The Amazon EC2 Resource Pool in Aneka allows integration with Amazon EC2, a popular cloud resource provider. A simple Web service client has been developed in Aneka to interact with EC2, leveraging its web-service-based interface. To interact with EC2, certain parameters are required:

User Identity: This is the account information used to authenticate with Amazon EC2. It consists of an access key and a secret key, which are obtained from the Amazon Web services portal after signing in. These keys are necessary for any operation involving web service access.

Resource Identity: The resource identity is the identifier of a public or private Amazon Machine Image (AMI) that serves as a template for creating virtual machine instances.

Resource Capacity: This specifies the type of instance that will be deployed by EC2. Instance types vary based on the number of cores, amount of memory, and other performance-related settings. Common instance types include small, medium, and large, each with a predefined capacity and associated cost.

The EC2ResourcePool in Aneka uses the Web service client and the provided configuration information to forward requests from the pool manager to EC2. It stores metadata of each active virtual instance for future use.

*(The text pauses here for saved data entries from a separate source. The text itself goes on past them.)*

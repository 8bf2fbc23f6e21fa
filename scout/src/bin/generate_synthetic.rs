//! Generate a synthetic help-center catalog as JSON.
//!
//! Usage:
//!     cargo run --release --bin generate-synthetic -- --count 10000 --output benches/synthetic.json

use std::path::PathBuf;

use anyhow::{Context, Result};
use clap::Parser;
use scout::{build_index, synthetic};

#[derive(Parser, Debug)]
#[command(author, version, about, long_about = None)]
struct Args {
    /// Number of source entries to generate
    #[arg(short, long, default_value_t = 10_000)]
    count: usize,

    /// RNG seed; the same seed always yields the same catalog
    #[arg(short, long, default_value_t = 42)]
    seed: u64,

    /// Output path (stdout when omitted)
    #[arg(short, long)]
    output: Option<PathBuf>,
}

fn main() -> Result<()> {
    let args = Args::parse();

    let sources = synthetic::generate(args.count, args.seed);
    let json = sources.to_json_pretty()?;

    let Some(path) = args.output else {
        println!("{json}");
        return Ok(());
    };

    if let Some(parent) = path.parent().filter(|p| !p.as_os_str().is_empty()) {
        std::fs::create_dir_all(parent)
            .with_context(|| format!("creating {}", parent.display()))?;
    }
    std::fs::write(&path, json).with_context(|| format!("writing {}", path.display()))?;

    let index = build_index(&sources, &[]);
    eprintln!("Catalog written: {}", path.display());
    eprintln!("  Source entries: {}", sources.len());
    eprintln!("  Indexed records: {}", index.len());
    for (record_type, count) in index.type_counts() {
        eprintln!("  {:<10} {}", record_type.display_name(), count);
    }
    Ok(())
}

To optimize the utilization of EC2 instances and minimize costs, the EC2ResourcePool implements a cost-effective optimization strategy. Amazon charges virtual machine instances in one-hour time blocks. If an instance is used for only 30 minutes, the customer is still charged for one hour. To cater to applications with smaller execution time granularity, the pool implements a local cache. Released instances whose time block has not expired yet are kept in the cache and reused instead of provisioning new instances from Amazon.

By employing this cost-effective optimization strategy, the EC2ResourcePool in Aneka can minimize provisioning costs from the Amazon cloud while achieving high utilization of each provisioned resource.